*** PROVIDED RECORDS Section Begins ***

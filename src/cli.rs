//! CLI definition and dispatch.

use clap::{Parser, Subcommand};
use std::path::{Path, PathBuf};
use std::process::ExitCode;

use crate::adapters::csv_series_adapter::CsvSeriesAdapter;
use crate::adapters::data_port_from_config;
use crate::adapters::file_config_adapter::FileConfigAdapter;
use crate::adapters::json_report_adapter::JsonReportAdapter;
use crate::domain::backtest::{run_batch, BacktestRequest, BatchOptions, StrategyOutcome};
use crate::domain::config_validation::{validate_run_config, validate_strategy};
use crate::domain::error::StratbenchError;
use crate::domain::strategy::StrategySpec;
use crate::logging::{self, LogSettings};
use crate::ports::config_port::ConfigPort;
use crate::ports::report_port::ReportPort;

#[derive(Parser, Debug)]
#[command(name = "stratbench", about = "Rule-driven strategy backtester")]
pub struct Cli {
    #[command(subcommand)]
    pub command: Command,
}

#[derive(Subcommand, Debug)]
pub enum Command {
    /// Run every strategy in a batch request
    Backtest {
        #[arg(short, long)]
        config: PathBuf,
        #[arg(short, long)]
        request: PathBuf,
        /// Write the JSON report here instead of stdout
        #[arg(short, long)]
        output: Option<PathBuf>,
        /// Also write the annotated bar series of each run as CSV
        #[arg(long)]
        series_dir: Option<PathBuf>,
    },
    /// Check a batch request without fetching data
    Validate {
        #[arg(short, long)]
        request: PathBuf,
    },
    /// List symbols with data for a timeframe
    ListSymbols {
        #[arg(short, long)]
        config: PathBuf,
        #[arg(short, long, default_value = "1d")]
        timeframe: String,
    },
}

pub fn run(cli: Cli) -> ExitCode {
    match cli.command {
        Command::Backtest {
            config,
            request,
            output,
            series_dir,
        } => run_backtest(&config, &request, output, series_dir),
        Command::Validate { request } => run_validate(&request),
        Command::ListSymbols { config, timeframe } => run_list_symbols(&config, &timeframe),
    }
}

fn fail(err: &StratbenchError) -> ExitCode {
    eprintln!("error: {err}");
    err.into()
}

/// Load and validate the INI config, then install logging from it.
pub fn load_config(path: &Path) -> Result<FileConfigAdapter, ExitCode> {
    let config = FileConfigAdapter::from_file(path).map_err(|e| fail(&e))?;
    validate_run_config(&config).map_err(|e| fail(&e))?;
    logging::init(&LogSettings::from_config(&config));
    Ok(config)
}

/// Runs a request against the data source named in `config`.
pub fn execute_backtest(
    config: &dyn ConfigPort,
    request: &BacktestRequest,
) -> Result<Vec<StrategyOutcome>, StratbenchError> {
    let data = data_port_from_config(config)?;
    let options = BatchOptions::from_config(config);
    Ok(run_batch(data.as_ref(), request, &options))
}

fn run_backtest(
    config_path: &Path,
    request_path: &Path,
    output: Option<PathBuf>,
    series_dir: Option<PathBuf>,
) -> ExitCode {
    let config = match load_config(config_path) {
        Ok(c) => c,
        Err(code) => return code,
    };

    let request = match BacktestRequest::from_file(request_path) {
        Ok(r) => r,
        Err(e) => return fail(&e),
    };

    let outcomes = match execute_backtest(&config, &request) {
        Ok(o) => o,
        Err(e) => return fail(&e),
    };

    if let Err(e) = JsonReportAdapter::new(output).write(&outcomes) {
        return fail(&e);
    }
    if let Some(dir) = series_dir {
        if let Err(e) = CsvSeriesAdapter::new(dir).write(&outcomes) {
            return fail(&e);
        }
    }

    let failed = outcomes.iter().filter(|o| !o.is_ok()).count();
    eprintln!(
        "{} strategies run, {} failed",
        outcomes.len(),
        failed
    );
    ExitCode::SUCCESS
}

fn run_validate(request_path: &Path) -> ExitCode {
    eprintln!("Validating request: {}", request_path.display());
    let request = match BacktestRequest::from_file(request_path) {
        Ok(r) => r,
        Err(e) => return fail(&e),
    };

    let mut first_error: Option<StratbenchError> = None;
    for (i, item) in request.stocks.iter().enumerate() {
        let checked = StrategySpec::from_value(item).and_then(|spec| {
            validate_strategy(&spec)?;
            Ok(spec)
        });
        match checked {
            Ok(spec) => {
                eprintln!("  [{i}] {}: ok", spec.symbol);
                for rule in &spec.entry_rules {
                    eprintln!("      entry: {rule}");
                }
                for rule in spec.exit_rules() {
                    eprintln!("      exit:  {rule}");
                }
            }
            Err(e) => {
                eprintln!("  [{i}] error: {e}");
                first_error.get_or_insert(e);
            }
        }
    }

    match first_error {
        Some(e) => (&e).into(),
        None => {
            eprintln!("\nRequest is valid ({} strategies).", request.stocks.len());
            ExitCode::SUCCESS
        }
    }
}

fn run_list_symbols(config_path: &Path, timeframe: &str) -> ExitCode {
    let config = match load_config(config_path) {
        Ok(c) => c,
        Err(code) => return code,
    };
    let data = match data_port_from_config(&config) {
        Ok(d) => d,
        Err(e) => return fail(&e),
    };

    match data.list_symbols(timeframe) {
        Ok(symbols) if symbols.is_empty() => {
            eprintln!("No symbols found for timeframe {}", timeframe);
            ExitCode::SUCCESS
        }
        Ok(symbols) => {
            for symbol in &symbols {
                println!("{}", symbol);
            }
            eprintln!("{} symbols found", symbols.len());
            ExitCode::SUCCESS
        }
        Err(e) => fail(&e),
    }
}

*** PROVIDED RECORDS Section Ends ***

§ **EXERCISE REQUIREMENTS**:
Looking at the data above, how many lines hold the word "StratbenchError"? Respond with the number alone.

§ **OUTPUT FOR THIS TASK**:
4